== Exercise description ==
Write out the entries below exactly. End with the line that contains "Unit size as".

*** Dataset entries ***

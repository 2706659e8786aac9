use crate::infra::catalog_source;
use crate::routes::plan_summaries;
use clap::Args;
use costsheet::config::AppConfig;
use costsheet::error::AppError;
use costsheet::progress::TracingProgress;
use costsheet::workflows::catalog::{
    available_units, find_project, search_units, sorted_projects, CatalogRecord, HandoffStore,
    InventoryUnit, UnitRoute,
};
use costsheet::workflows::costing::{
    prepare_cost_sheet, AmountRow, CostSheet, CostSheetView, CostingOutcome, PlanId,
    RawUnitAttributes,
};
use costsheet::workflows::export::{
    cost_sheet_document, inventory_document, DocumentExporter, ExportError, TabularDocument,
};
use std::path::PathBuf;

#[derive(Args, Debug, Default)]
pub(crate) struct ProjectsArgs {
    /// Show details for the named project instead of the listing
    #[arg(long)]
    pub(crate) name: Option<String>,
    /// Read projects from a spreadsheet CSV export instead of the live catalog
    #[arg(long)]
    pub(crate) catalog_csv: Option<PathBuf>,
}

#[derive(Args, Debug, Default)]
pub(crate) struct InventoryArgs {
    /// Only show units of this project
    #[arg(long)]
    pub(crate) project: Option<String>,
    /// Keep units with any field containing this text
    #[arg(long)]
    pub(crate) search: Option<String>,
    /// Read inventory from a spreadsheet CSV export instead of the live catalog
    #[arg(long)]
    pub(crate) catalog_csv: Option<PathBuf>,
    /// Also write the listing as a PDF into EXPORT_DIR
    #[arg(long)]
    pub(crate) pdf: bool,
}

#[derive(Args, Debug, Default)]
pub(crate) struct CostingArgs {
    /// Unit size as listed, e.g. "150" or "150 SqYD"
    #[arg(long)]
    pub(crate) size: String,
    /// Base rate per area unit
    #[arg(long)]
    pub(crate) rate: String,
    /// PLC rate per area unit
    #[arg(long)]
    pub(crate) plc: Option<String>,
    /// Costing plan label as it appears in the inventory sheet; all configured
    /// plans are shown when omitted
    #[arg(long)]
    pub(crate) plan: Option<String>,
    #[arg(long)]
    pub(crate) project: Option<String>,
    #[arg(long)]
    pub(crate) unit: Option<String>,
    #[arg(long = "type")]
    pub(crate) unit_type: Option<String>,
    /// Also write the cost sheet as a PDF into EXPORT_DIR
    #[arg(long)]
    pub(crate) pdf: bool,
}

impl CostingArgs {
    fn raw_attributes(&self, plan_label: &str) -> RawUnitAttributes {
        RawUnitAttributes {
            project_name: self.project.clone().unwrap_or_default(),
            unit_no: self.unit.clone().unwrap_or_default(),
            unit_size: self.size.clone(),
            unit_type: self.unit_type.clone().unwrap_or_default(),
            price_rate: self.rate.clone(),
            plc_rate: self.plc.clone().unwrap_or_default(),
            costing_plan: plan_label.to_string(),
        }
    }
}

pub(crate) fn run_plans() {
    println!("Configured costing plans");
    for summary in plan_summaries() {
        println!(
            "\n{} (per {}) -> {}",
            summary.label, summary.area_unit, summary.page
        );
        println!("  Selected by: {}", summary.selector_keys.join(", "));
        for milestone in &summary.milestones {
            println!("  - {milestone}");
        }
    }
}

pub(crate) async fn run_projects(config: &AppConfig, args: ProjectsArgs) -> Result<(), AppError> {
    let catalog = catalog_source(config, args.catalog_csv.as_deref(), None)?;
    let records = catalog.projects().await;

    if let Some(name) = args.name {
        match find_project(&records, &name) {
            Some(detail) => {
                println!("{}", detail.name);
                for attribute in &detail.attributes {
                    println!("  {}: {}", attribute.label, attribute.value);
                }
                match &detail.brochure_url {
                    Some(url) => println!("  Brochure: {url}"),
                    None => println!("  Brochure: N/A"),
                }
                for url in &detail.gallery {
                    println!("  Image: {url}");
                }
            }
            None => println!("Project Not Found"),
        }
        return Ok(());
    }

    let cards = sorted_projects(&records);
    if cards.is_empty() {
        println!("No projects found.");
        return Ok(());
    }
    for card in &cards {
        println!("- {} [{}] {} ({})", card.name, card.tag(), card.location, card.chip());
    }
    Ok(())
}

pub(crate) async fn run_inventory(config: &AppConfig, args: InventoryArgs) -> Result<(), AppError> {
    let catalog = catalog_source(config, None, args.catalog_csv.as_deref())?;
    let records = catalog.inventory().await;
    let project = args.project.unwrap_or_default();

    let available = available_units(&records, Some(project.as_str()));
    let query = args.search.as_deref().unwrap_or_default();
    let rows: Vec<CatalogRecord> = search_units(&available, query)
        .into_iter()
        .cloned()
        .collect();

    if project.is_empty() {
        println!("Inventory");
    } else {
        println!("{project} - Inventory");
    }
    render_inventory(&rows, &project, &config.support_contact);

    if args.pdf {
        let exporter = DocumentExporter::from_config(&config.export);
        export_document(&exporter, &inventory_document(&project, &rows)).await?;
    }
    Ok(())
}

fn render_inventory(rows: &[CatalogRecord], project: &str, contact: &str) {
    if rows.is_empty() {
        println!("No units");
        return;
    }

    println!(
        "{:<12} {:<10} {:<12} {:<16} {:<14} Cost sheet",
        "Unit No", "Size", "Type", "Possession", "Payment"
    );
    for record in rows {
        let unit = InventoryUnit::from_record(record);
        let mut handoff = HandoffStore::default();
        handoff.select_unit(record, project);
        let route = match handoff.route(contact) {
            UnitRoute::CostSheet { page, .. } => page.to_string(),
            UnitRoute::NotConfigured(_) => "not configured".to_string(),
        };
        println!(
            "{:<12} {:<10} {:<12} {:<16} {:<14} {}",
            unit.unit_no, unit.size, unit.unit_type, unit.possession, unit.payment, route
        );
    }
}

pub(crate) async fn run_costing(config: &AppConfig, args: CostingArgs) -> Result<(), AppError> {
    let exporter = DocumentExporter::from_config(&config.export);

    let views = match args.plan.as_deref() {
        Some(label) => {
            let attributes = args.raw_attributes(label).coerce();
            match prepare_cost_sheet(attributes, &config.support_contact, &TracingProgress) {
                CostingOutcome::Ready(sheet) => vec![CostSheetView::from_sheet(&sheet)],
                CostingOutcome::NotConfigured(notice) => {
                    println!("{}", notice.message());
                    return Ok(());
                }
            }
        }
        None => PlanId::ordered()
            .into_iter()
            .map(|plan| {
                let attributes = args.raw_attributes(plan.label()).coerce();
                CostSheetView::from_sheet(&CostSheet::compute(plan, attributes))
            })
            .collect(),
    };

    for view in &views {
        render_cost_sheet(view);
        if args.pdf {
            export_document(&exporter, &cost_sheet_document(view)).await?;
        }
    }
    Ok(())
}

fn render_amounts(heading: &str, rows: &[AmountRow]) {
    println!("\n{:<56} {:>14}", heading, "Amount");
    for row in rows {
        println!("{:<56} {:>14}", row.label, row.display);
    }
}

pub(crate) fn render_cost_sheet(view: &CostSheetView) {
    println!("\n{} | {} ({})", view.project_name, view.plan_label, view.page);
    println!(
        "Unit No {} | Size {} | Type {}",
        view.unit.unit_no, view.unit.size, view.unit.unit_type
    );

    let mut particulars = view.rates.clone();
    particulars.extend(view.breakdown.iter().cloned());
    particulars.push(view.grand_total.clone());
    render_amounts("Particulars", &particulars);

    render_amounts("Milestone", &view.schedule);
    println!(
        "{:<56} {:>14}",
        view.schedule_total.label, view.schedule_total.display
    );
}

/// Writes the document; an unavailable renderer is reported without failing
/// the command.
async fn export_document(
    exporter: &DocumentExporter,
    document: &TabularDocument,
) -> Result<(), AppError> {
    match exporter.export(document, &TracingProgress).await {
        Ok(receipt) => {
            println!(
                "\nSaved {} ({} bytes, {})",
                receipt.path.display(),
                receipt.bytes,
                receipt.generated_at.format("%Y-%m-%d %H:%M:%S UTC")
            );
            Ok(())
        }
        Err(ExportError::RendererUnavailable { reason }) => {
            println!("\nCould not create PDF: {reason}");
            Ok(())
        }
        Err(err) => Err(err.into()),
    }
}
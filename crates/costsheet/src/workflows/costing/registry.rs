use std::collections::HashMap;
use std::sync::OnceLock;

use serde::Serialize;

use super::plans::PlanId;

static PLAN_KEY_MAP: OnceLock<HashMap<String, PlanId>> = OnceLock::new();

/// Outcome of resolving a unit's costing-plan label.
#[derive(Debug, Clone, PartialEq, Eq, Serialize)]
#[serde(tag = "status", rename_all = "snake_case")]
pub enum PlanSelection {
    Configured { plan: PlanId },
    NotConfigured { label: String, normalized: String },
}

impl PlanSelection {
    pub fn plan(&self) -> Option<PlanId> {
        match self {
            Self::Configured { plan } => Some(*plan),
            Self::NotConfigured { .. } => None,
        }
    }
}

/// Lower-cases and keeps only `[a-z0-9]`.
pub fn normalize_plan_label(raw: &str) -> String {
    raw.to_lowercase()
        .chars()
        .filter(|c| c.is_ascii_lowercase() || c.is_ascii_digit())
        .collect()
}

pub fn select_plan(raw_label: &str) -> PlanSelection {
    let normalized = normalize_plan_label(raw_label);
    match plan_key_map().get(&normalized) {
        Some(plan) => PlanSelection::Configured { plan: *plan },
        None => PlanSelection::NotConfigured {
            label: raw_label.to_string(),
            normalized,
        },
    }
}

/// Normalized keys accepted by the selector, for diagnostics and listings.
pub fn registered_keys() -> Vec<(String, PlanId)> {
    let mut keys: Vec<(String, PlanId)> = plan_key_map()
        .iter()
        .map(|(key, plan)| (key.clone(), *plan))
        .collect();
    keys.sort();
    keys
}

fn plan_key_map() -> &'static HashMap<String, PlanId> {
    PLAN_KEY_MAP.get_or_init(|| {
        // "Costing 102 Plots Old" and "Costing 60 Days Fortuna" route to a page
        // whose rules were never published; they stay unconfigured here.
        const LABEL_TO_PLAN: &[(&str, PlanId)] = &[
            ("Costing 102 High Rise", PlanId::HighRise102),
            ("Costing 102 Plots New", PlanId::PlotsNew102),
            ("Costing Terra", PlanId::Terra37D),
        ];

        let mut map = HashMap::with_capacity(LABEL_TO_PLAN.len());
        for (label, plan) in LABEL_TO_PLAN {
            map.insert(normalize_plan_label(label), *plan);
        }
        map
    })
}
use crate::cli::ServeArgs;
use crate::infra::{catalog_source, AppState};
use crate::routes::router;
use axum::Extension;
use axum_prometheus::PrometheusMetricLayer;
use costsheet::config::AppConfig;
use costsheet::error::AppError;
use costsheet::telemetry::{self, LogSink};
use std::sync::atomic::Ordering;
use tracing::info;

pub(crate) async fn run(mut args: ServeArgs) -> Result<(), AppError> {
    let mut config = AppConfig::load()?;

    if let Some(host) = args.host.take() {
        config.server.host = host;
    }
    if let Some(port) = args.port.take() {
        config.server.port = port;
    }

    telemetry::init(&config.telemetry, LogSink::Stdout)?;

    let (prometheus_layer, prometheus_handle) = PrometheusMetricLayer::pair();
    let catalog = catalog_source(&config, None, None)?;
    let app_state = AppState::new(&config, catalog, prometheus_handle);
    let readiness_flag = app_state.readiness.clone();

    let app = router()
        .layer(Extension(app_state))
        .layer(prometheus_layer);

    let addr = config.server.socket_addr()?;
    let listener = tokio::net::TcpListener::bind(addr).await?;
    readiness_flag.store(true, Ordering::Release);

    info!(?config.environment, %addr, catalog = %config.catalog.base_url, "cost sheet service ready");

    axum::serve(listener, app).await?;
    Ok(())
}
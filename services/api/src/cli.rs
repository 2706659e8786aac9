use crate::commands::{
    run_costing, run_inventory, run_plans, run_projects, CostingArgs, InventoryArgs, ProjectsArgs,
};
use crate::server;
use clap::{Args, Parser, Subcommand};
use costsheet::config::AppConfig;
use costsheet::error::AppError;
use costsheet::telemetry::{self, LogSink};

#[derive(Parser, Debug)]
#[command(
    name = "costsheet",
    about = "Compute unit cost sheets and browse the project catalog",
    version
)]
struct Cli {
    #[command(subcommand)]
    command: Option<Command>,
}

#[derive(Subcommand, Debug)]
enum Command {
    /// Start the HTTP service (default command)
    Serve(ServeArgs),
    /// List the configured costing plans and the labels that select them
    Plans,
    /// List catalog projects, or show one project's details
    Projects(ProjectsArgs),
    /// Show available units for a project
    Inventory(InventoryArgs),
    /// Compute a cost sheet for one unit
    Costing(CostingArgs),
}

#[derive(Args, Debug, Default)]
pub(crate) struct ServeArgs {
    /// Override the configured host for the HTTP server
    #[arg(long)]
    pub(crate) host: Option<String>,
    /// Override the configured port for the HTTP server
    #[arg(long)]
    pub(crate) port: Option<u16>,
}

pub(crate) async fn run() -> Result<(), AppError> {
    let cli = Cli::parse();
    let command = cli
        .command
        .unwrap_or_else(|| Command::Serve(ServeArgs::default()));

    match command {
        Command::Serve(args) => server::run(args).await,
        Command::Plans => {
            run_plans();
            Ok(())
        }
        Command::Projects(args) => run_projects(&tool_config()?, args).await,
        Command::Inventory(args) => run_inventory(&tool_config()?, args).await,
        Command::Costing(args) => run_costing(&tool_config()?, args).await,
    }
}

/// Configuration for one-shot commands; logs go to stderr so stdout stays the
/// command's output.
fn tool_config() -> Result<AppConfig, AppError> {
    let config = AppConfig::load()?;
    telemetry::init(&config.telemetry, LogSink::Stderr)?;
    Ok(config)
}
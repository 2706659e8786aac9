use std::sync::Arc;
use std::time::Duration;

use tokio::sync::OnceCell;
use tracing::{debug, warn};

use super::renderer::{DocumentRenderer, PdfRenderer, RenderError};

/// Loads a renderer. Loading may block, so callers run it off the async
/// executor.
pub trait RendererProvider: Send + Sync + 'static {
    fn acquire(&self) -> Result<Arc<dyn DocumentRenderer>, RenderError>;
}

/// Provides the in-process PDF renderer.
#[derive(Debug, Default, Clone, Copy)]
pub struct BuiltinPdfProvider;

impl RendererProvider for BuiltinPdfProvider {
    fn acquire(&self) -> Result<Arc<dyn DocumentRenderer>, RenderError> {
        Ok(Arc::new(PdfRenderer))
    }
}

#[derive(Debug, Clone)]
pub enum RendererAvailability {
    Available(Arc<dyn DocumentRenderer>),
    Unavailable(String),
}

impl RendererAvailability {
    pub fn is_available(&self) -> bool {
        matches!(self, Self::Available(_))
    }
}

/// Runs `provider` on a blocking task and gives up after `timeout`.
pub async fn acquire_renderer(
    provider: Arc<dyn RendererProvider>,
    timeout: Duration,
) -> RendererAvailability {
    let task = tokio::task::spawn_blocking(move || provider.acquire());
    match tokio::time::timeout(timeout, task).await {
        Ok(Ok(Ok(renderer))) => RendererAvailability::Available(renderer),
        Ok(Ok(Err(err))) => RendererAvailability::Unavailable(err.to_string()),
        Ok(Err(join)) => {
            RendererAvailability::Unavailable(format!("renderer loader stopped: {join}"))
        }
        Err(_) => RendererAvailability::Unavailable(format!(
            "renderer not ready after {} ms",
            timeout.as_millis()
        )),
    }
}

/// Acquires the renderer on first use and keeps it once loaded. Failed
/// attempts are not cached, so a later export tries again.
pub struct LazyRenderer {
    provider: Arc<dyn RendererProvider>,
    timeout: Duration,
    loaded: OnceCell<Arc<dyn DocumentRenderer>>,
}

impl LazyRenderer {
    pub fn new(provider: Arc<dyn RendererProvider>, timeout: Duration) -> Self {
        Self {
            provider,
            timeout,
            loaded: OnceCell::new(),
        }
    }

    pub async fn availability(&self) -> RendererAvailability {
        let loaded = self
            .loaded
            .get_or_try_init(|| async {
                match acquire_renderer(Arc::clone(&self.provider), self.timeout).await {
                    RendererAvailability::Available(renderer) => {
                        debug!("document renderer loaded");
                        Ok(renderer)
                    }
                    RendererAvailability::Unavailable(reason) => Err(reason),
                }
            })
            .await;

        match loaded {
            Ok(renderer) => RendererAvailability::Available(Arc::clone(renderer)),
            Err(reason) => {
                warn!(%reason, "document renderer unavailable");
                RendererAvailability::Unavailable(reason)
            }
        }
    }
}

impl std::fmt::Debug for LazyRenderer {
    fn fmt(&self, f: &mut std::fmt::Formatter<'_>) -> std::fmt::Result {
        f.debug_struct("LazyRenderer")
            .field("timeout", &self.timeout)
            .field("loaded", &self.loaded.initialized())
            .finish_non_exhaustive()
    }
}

*** End of Dataset entries ***

== Solution to this exercise ==
repository 2706659e8786aac9
use crate::infra::catalog_source;
use crate::routes::plan_summaries;
use clap::Args;
use costsheet::config::AppConfig;
use costsheet::error::AppError;
use costsheet::progress::TracingProgress;
use costsheet::workflows::catalog::{
    available_units, find_project, search_units, sorted_projects, CatalogRecord, HandoffStore,
    InventoryUnit, UnitRoute,
};
use costsheet::workflows::costing::{
    prepare_cost_sheet, AmountRow, CostSheet, CostSheetView, CostingOutcome, PlanId,
    RawUnitAttributes,
};
use costsheet::workflows::export::{
    cost_sheet_document, inventory_document, DocumentExporter, ExportError, TabularDocument,
};
use std::path::PathBuf;

#[derive(Args, Debug, Default)]
pub(crate) struct ProjectsArgs {
    /// Show details for the named project instead of the listing
    #[arg(long)]
    pub(crate) name: Option<String>,
    /// Read projects from a spreadsheet CSV export instead of the live catalog
    #[arg(long)]
    pub(crate) catalog_csv: Option<PathBuf>,
}

#[derive(Args, Debug, Default)]
pub(crate) struct InventoryArgs {
    /// Only show units of this project
    #[arg(long)]
    pub(crate) project: Option<String>,
    /// Keep units with any field containing this text
    #[arg(long)]
    pub(crate) search: Option<String>,
    /// Read inventory from a spreadsheet CSV export instead of the live catalog
    #[arg(long)]
    pub(crate) catalog_csv: Option<PathBuf>,
    /// Also write the listing as a PDF into EXPORT_DIR
    #[arg(long)]
    pub(crate) pdf: bool,
}

#[derive(Args, Debug, Default)]
pub(crate) struct CostingArgs {
    /// Unit size as listed, e.g. "150" or "150 SqYD"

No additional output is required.